Summer is best spent outdoors, rolling on bikes, floating on lakes or working in the yard. After applying sunscreen, don’t forget to grab a pair of sunglasses or a hat to shade your eyes. UVA and UVB radiation can have long- and short-term effects.
Eye care specialists, who serve the Southwest Metro, offer ways to keep eyes safe this summer:
Kevin Kirlin, O.D., optometrist at Park Nicollet clinics in Chanhassen and St. Louis Park.
Dr. Jabin Krassin, ophthalmologist for Southwest Eye Care.
Dr. Jeffrey Stephens, ophthalmologist for Edina Eye Physicians.
Can long-term sun exposure damage eyes?
Dr. Krassin: UV radiation can hasten cataracts and macular degeneration.
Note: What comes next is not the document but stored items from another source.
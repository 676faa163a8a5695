use super::ExportError;
use std::io::Write;
use std::path::Path;

/// Export any serializable data structure to pretty-printed JSON
pub fn export_json<T, P>(data: &T, output_path: P) -> Result<(), ExportError>
where
    T: serde::Serialize + ?Sized,
    P: AsRef<Path>,
{
    let json_data = serde_json::to_string_pretty(data)?;

    let mut file = std::fs::File::create(output_path)?;
    file.write_all(json_data.as_bytes())?;

    Ok(())
}

#[cfg(test)]
mod tests {
    use super::*;
    use crate::sleep::{sleep_debt, SleepDebtLevel};
    use tempfile::NamedTempFile;

    #[test]
    fn test_export_json() {
        let debt = sleep_debt(&[], 8.0);
        let temp_file = NamedTempFile::new().unwrap();

        export_json(&debt, temp_file.path()).unwrap();

        let content = std::fs::read_to_string(temp_file.path()).unwrap();
        let parsed: crate::sleep::SleepDebt = serde_json::from_str(&content).unwrap();
        assert_eq!(parsed.level, SleepDebtLevel::Low);
        assert!(content.contains("total_debt_hours"));
    }
}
Photokeratitis (sunburning your cornea) is painful and can potentially blur vision and changes in color vision.
What are some ways to protect eyes?
Dr. Krassin: Whenever ... outdoors, wear quality sunglasses that offer UV protection and a hat or cap with a wide brim. Choose sunglasses that block out 99 to 100 percent of both UVA and UVB radiation and screen out 75 to 90 percent of visible light.
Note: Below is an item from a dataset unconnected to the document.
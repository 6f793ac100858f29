//! HTTP route handlers

pub mod agent;
pub mod health;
Dr. Stephens: Polarized sunglasses (which reduce glare from surfaces, such as water and glass) are the best way to protect your eyes. Babies should be protected with hats and sunglasses, and I do recommend kids wear sunglasses whenever possible.
Are sunglasses needed when it’s cloudy?
Kirlin: UV radiation does come through the clouds, so it’s important to wear sunglasses even on cloudy days. More people get sunburned on cloudy days than sunny days because they think, ‘Oh, it’s cloudy. I don’t need to put sunscreen on.’ I wear my sunglasses all the time when I’m outside.
Should people wear protective eyewear when doing lawn work?
Dr. Stephens: We see many injuries to the eyes from outdoor work, and the story is always the same: ‘I was trimming, chain sawing, grinding, etc., and I took off my protective eyewear for one second, and something flew into my eye.’ Always wear protective eyewear for sports and outdoor work.
How can parents help kids ease eye issues in the summer?
Kirlin: Kids have a lot more free time in the summer, and they want to use digital devices all the time. When you’re looking at technology, your blink rate decreases to about half the normal rate. I’m starting to see dry eye symptoms in kids. Limiting technology to one-two hours a day is key.